A “vendor’s tray” weighing several tonnes

Construction engineer Jörg Habenberger, who is responsible for the supporting structure, is also on site. “The structure’s load will be transferred via steel cables to the supporting framework of the existing building. This framework, of course, needed to be reinforced accordingly,” he explains. You can imagine it as a vendor’s tray – with the weight of a four-story office building. In order to reduce the load, lightweight concrete will be used for the ceilings. Hollow components embedded in the structure will help to further reduce the weight. Now we are in the calibration phase of the pre-tensioning process: the beams will rest directly on the formwork; the cables will be tensioned.
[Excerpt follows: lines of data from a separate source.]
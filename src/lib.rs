//! # Traffic Mapper
//!
//! Clustering and map-view preparation for live traffic data.
//!
//! This library provides:
//! - Record normalization with per-batch min-max feature scaling
//! - Dual clustering: fixed-k partitioning plus density-based outlier flagging
//! - Severity-ranked coloring and eager multi-view artifact building
//!
//! ## Features
//!
//! - **`http`** - Enable the HTTP feed client for live traffic APIs
//!
//! ## Quick Start
//!
//! ```rust
//! use chrono::Utc;
//! use traffic_mapper::{
//!     prepare_views, DatasetKind, FlowConditions, GeoPoint, PipelineConfig, RawRecord,
//!     RecordDetails, ViewArtifact, ViewMode,
//! };
//!
//! let records = vec![RawRecord {
//!     description: "Unter den Linden".to_string(),
//!     position: GeoPoint::new(52.5170, 13.3889),
//!     details: RecordDetails::Flow(FlowConditions {
//!         speed: 18.0,
//!         free_flow_speed: 50.0,
//!         jam_factor: 7.4,
//!     }),
//!     source_updated: Some(Utc::now()),
//! }];
//!
//! let views = prepare_views(DatasetKind::Flow, records, Utc::now(), &PipelineConfig::default());
//! assert_eq!(views.record_count(), 1);
//! assert!(matches!(views.artifact(ViewMode::Raw, true), ViewArtifact::Dots(_)));
//! ```

use chrono::{DateTime, Utc};
use serde::{Deserialize, Serialize};

pub mod cluster;
pub mod normalize;
pub mod pipeline;
pub mod rank;
pub mod temporal;
pub mod view;

// HTTP module for feed fetching
#[cfg(feature = "http")]
pub mod http;

#[cfg(feature = "http")]
pub use http::{BoundingBox, FetchError, HereClient};

pub use cluster::{ClusterAssignment, Dbscan, DensityClusterer, KMeans, PartitionClusterer, NOISE};
pub use normalize::{normalize_batch, NormalizedRecord, ScalingParams};
pub use pipeline::{prepare_views, BatchStage, CurrentBatch, PipelineConfig};
pub use rank::{criticality_color, rank_partition_colors, NOISE_COLOR, RAW_COLOR, SEVERITY_SCALE};
pub use temporal::filter_recent;
pub use view::{
    DotLayer, HeatCell, HeatLayer, RenderPoint, ViewArtifact, ViewConfig, ViewMode, ViewSet,
};

// ============================================================================
// Core Types
// ============================================================================

/// A geographic coordinate with latitude and longitude.
///
/// # Example
/// ```
/// use traffic_mapper::GeoPoint;
/// let point = GeoPoint::new(52.5200, 13.4050); // Berlin
/// ```
#[derive(Debug, Clone, Copy, PartialEq, Serialize, Deserialize)]
pub struct GeoPoint {
    pub lat: f64,
    pub lng: f64,
}

impl GeoPoint {
    /// Create a new geographic point.
    pub fn new(lat: f64, lng: f64) -> Self {
        Self { lat, lng }
    }

    /// Check if the point has valid coordinates.
    pub fn is_valid(&self) -> bool {
        self.lat.is_finite()
            && self.lng.is_finite()
            && self.lat >= -90.0
            && self.lat <= 90.0
            && self.lng >= -180.0
            && self.lng <= 180.0
    }
}

/// Bounding box around a set of points.
#[derive(Debug, Clone, Copy, PartialEq, Serialize, Deserialize)]
pub struct Bounds {
    pub min_lat: f64,
    pub max_lat: f64,
    pub min_lng: f64,
    pub max_lng: f64,
}

impl Bounds {
    /// Create bounds from points. Returns `None` for empty input.
    pub fn from_points(points: &[GeoPoint]) -> Option<Self> {
        if points.is_empty() {
            return None;
        }
        let mut min_lat = f64::MAX;
        let mut max_lat = f64::MIN;
        let mut min_lng = f64::MAX;
        let mut max_lng = f64::MIN;

        for p in points {
            min_lat = min_lat.min(p.lat);
            max_lat = max_lat.max(p.lat);
            min_lng = min_lng.min(p.lng);
            max_lng = max_lng.max(p.lng);
        }

        Some(Self { min_lat, max_lat, min_lng, max_lng })
    }

    /// Get the center point of the bounds.
    pub fn center(&self) -> GeoPoint {
        GeoPoint::new(
            (self.min_lat + self.max_lat) / 2.0,
            (self.min_lng + self.max_lng) / 2.0,
        )
    }
}

/// Which kind of dataset a batch holds. Flow and incident batches support
/// different view modes and density parameters.
#[derive(Debug, Clone, Copy, PartialEq, Eq, Hash, Serialize, Deserialize)]
#[serde(rename_all = "lowercase")]
pub enum DatasetKind {
    Flow,
    Incidents,
}

/// Categorical severity label for an incident record.
///
/// Unknown labels from the feed parse to `None` and carry ordinal 0 so the
/// record is kept rather than dropped.
#[derive(Debug, Clone, Copy, PartialEq, Eq, Serialize, Deserialize)]
#[serde(rename_all = "lowercase")]
pub enum Criticality {
    Minor,
    Moderate,
    Major,
}

impl Criticality {
    /// Parse a feed label case-insensitively.
    pub fn from_label(label: &str) -> Option<Self> {
        match label.trim().to_ascii_lowercase().as_str() {
            "minor" => Some(Self::Minor),
            "moderate" => Some(Self::Moderate),
            "major" => Some(Self::Major),
            _ => None,
        }
    }

    /// Ordinal severity value: minor 1, moderate 2, major 3.
    pub fn ordinal(self) -> f64 {
        match self {
            Self::Minor => 1.0,
            Self::Moderate => 2.0,
            Self::Major => 3.0,
        }
    }

    /// Lowercase display label.
    pub fn label(self) -> &'static str {
        match self {
            Self::Minor => "minor",
            Self::Moderate => "moderate",
            Self::Major => "major",
        }
    }
}

/// Congestion measurements carried by a flow record.
///
/// `jam_factor` is the upstream congestion metric, 0 (free-flowing) to
/// 10 (gridlock).
#[derive(Debug, Clone, Copy, PartialEq, Serialize, Deserialize)]
pub struct FlowConditions {
    pub speed: f64,
    pub free_flow_speed: f64,
    pub jam_factor: f64,
}

/// Incident metadata: severity label, active interval, closure flag.
#[derive(Debug, Clone, PartialEq, Serialize, Deserialize)]
pub struct IncidentInfo {
    pub criticality: Option<Criticality>,
    pub incident_type: String,
    pub start_time: Option<DateTime<Utc>>,
    pub end_time: Option<DateTime<Utc>>,
    pub road_closed: bool,
}

/// Kind-specific payload of a record.
#[derive(Debug, Clone, PartialEq, Serialize, Deserialize)]
pub enum RecordDetails {
    Flow(FlowConditions),
    Incident(IncidentInfo),
}

/// A single record from the traffic feed. Immutable once fetched.
#[derive(Debug, Clone, PartialEq, Serialize, Deserialize)]
pub struct RawRecord {
    pub description: String,
    pub position: GeoPoint,
    pub details: RecordDetails,
    pub source_updated: Option<DateTime<Utc>>,
}

impl RawRecord {
    /// Scalar severity metric used for clustering and ranking.
    ///
    /// Flow records use the jam factor directly; incident records map their
    /// criticality label to its ordinal, defaulting to 0 when the label is
    /// missing or was not recognized.
    pub fn severity(&self) -> f64 {
        match &self.details {
            RecordDetails::Flow(flow) => flow.jam_factor,
            RecordDetails::Incident(incident) => {
                incident.criticality.map_or(0.0, Criticality::ordinal)
            }
        }
    }

    /// Whether this record carries incident details.
    pub fn is_incident(&self) -> bool {
        matches!(self.details, RecordDetails::Incident(_))
    }
}

// ============================================================================
// Tests
// ============================================================================

#[cfg(test)]
mod tests {
    use super::*;

    #[test]
    fn test_geo_point_validation() {
        assert!(GeoPoint::new(52.5200, 13.4050).is_valid());
        assert!(!GeoPoint::new(91.0, 0.0).is_valid());
        assert!(!GeoPoint::new(0.0, 181.0).is_valid());
        assert!(!GeoPoint::new(f64::NAN, 0.0).is_valid());
    }

    #[test]
    fn test_bounds_from_points() {
        let points = vec![
            GeoPoint::new(52.50, 13.30),
            GeoPoint::new(52.60, 13.40),
            GeoPoint::new(52.55, 13.35),
        ];
        let bounds = Bounds::from_points(&points).unwrap();
        assert_eq!(bounds.min_lat, 52.50);
        assert_eq!(bounds.max_lat, 52.60);
        assert_eq!(bounds.min_lng, 13.30);
        assert_eq!(bounds.max_lng, 13.40);

        let center = bounds.center();
        assert!((center.lat - 52.55).abs() < 1e-9);
        assert!((center.lng - 13.35).abs() < 1e-9);
    }

    #[test]
    fn test_bounds_empty() {
        assert!(Bounds::from_points(&[]).is_none());
    }

    #[test]
    fn test_criticality_parsing() {
        assert_eq!(Criticality::from_label("minor"), Some(Criticality::Minor));
        assert_eq!(Criticality::from_label("MAJOR"), Some(Criticality::Major));
        assert_eq!(Criticality::from_label(" Moderate "), Some(Criticality::Moderate));
        assert_eq!(Criticality::from_label("critical"), None);
        assert_eq!(Criticality::from_label(""), None);
    }

    #[test]
    fn test_flow_severity_is_jam_factor() {
        let record = RawRecord {
            description: "A100".to_string(),
            position: GeoPoint::new(52.5, 13.4),
            details: RecordDetails::Flow(FlowConditions {
                speed: 30.0,
                free_flow_speed: 80.0,
                jam_factor: 6.3,
            }),
            source_updated: None,
        };
        assert_eq!(record.severity(), 6.3);
        assert!(!record.is_incident());
    }

    #[test]
    fn test_incident_severity_ordinal() {
        let mut record = RawRecord {
            description: "Accident on B96".to_string(),
            position: GeoPoint::new(52.5, 13.4),
            details: RecordDetails::Incident(IncidentInfo {
                criticality: Some(Criticality::Major),
                incident_type: "accident".to_string(),
                start_time: None,
                end_time: None,
                road_closed: true,
            }),
            source_updated: None,
        };
        assert_eq!(record.severity(), 3.0);
        assert!(record.is_incident());

        if let RecordDetails::Incident(ref mut info) = record.details {
            info.criticality = None;
        }
        assert_eq!(record.severity(), 0.0);
    }
}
How many tonnes of tension should be applied? At 5 tonnes, the cables are still sagging somewhat. The workers tighten the screws. Anchors in the concrete ceiling two floors down act as counterweights. The workers now switch to a hydraulic press, which they use to apply tension to the cables. The motor hums. At 20 tonnes, the steel cables become taut and the steel beams hover just above the framework. After around three hours of work in freezing conditions, all of the cables are stretched until they are parallel and run completely straight from the third floor to the upper edge of the sixth floor. The team packs up, satisfied with their work. In the next step, they will set the steel beams in concrete in the base plate.
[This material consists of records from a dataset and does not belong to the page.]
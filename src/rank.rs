//! Severity ranking and color scales.
//!
//! Partition cluster ids are arbitrary, so display color is decoupled from
//! the numeric id: clusters are ranked by mean unscaled severity and colored
//! along a fixed ordinal scale. Incident dots prefer the categorical
//! criticality mapping; rank-based coloring is the fallback visualization.

use std::collections::HashMap;

use crate::cluster::ClusterAssignment;
use crate::normalize::NormalizedRecord;
use crate::Criticality;

/// Ordinal color scale, lowest severity rank first.
pub const SEVERITY_SCALE: [&str; 3] = ["green", "orange", "red"];

/// Reserved for density-noise points; overrides any severity color.
pub const NOISE_COLOR: &str = "gray";

/// Neutral color for raw, uncolored views.
pub const RAW_COLOR: &str = "blue";

/// Rank partition clusters by mean unscaled severity and color them along
/// [`SEVERITY_SCALE`].
///
/// The lowest-mean cluster maps to the first scale entry, the next to the
/// second, and so on; past the end of the scale the color saturates at the
/// last entry. Ties in mean severity break on the numeric cluster id, so
/// the mapping is deterministic.
pub fn rank_partition_colors(
    records: &[NormalizedRecord],
    assignments: &[ClusterAssignment],
) -> HashMap<usize, &'static str> {
    let mut totals: HashMap<usize, (f64, usize)> = HashMap::new();
    for (record, assignment) in records.iter().zip(assignments) {
        let entry = totals.entry(assignment.partition).or_insert((0.0, 0));
        entry.0 += record.severity();
        entry.1 += 1;
    }

    let mut means: Vec<(usize, f64)> = totals
        .into_iter()
        .map(|(id, (sum, count))| (id, sum / count as f64))
        .collect();
    means.sort_by(|a, b| {
        a.1.partial_cmp(&b.1)
            .unwrap_or(std::cmp::Ordering::Equal)
            .then(a.0.cmp(&b.0))
    });

    means
        .into_iter()
        .enumerate()
        .map(|(rank, (id, _))| {
            (id, SEVERITY_SCALE[rank.min(SEVERITY_SCALE.len() - 1)])
        })
        .collect()
}

/// Color for an incident's criticality label; unknown labels render neutral.
pub fn criticality_color(criticality: Option<Criticality>) -> &'static str {
    match criticality {
        Some(Criticality::Minor) => "yellow",
        Some(Criticality::Moderate) => "orange",
        Some(Criticality::Major) => "red",
        None => RAW_COLOR,
    }
}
An overhang as the defining structure

The new office complex, which has 57,000 square metres of floor space, is scheduled to open in spring 2017. The design by Stücheli Architekten consists of clearly structured components that appear to be stacked on top of one another. This effect is in large part thanks to the sophisticated overhang, which, together with the terrace below, make up the defining features of the building’s entrance.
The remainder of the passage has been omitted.